Tujuh tahun lalu, aku duduk dikelas lima sekolah dasar. Saat itu aku masih suka bermain dan termasuk anak yang kurang menyukai pelajaran menghitung. Mungkin sebelumnya tak pernah terpikirkan bahwa akan ada perubahan. Mengapa? Karena nilai matematikaku selalu mengecewakan. Sampai sampai Ibuku sudah sering memarahiku akan hal ini. Aku juga bisa dibilang anak yang sedikit nakal. Aku pernah berbuat buruk kepada temanku karena merasa iri terhadapnya yang pintar dalam menghitung. Sampai saat raport kenaikan kelas dibagikan, aku mendapatkan rangking 15. Karena hal itu, aku kurang dapat dipercaya oleh teman temanku untuk mengerjakan soal LKS kelompok. Menurut mereka aku ini tidak pintar dan jawabanku sudah pasti jauh dari kata benar. Aku sedikit tersinggung akan hal tersebut, namun aku coba untuk tidak terlalu memikirkannya.
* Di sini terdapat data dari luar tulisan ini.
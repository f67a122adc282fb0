//! `notifications` job handler: queued webhook fan-out.

use async_trait::async_trait;
use serde_json::{Value as JsonValue, json};

use crate::jobs::{Job, JobHandler, JobResult, Queue, QueuePayload};
use crate::webhooks::WebhookEngine;

/// Delivers a queued domain event to the user's webhooks. Delivery failures
/// are already retried and audited by the engine, so the job always succeeds
/// once the payload is valid.
pub struct NotificationHandler {
    webhooks: WebhookEngine,
}

impl NotificationHandler {
    pub fn new(webhooks: WebhookEngine) -> Self {
        Self { webhooks }
    }
}

#[async_trait]
impl JobHandler for NotificationHandler {
    async fn handle(&self, job: &Job) -> JobResult {
        let payload = match Queue::Notifications.validate(&job.payload) {
            Ok(QueuePayload::Notification(payload)) => payload,
            Ok(_) => return JobResult::Fatal("payload is not a notification payload".into()),
            Err(e) => return JobResult::Fatal(e.to_string()),
        };

        let summary = self
            .webhooks
            .dispatch_event(payload.user_id, payload.event_type, JsonValue::Object(payload.data))
            .await;

        JobResult::Success(json!({
            "event": payload.event_type,
            "summary": summary,
        }))
    }
}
   Setelah pembagiaan raport kenaikan kelas, aku dinyatakan naik ke kelas 6. Libur semester datang dan aku banyak menghabiskan waktu dengan bermain. Bermain itu bagaikan asupan sehari hari bagiku saat itu. Tak terasa, tahun ajaran barupun sudah datang. Aku masuk kedalam kelas yang sudah ditentukan oleh pihak sekolah. Saat masuk kelas, aku melihat teman temanku yang dulu pernah sekelas denganku, sebagian lagi ada yang terihat asing bagiku karena kami belum pernah mendapatkan kelas yang sama sebelumnya. Wali kelas baruku, yaitu Ibu Iyet masuk kedalam kelas dan mulai memberikan informasi mengenai kelas, persiapan UN, dan proses belajar. Sesudah itu, Bu Iyet memberikan kami soal matematika mengenai operasi hitung. Dimana didalamnya ada bilangan negatif positif.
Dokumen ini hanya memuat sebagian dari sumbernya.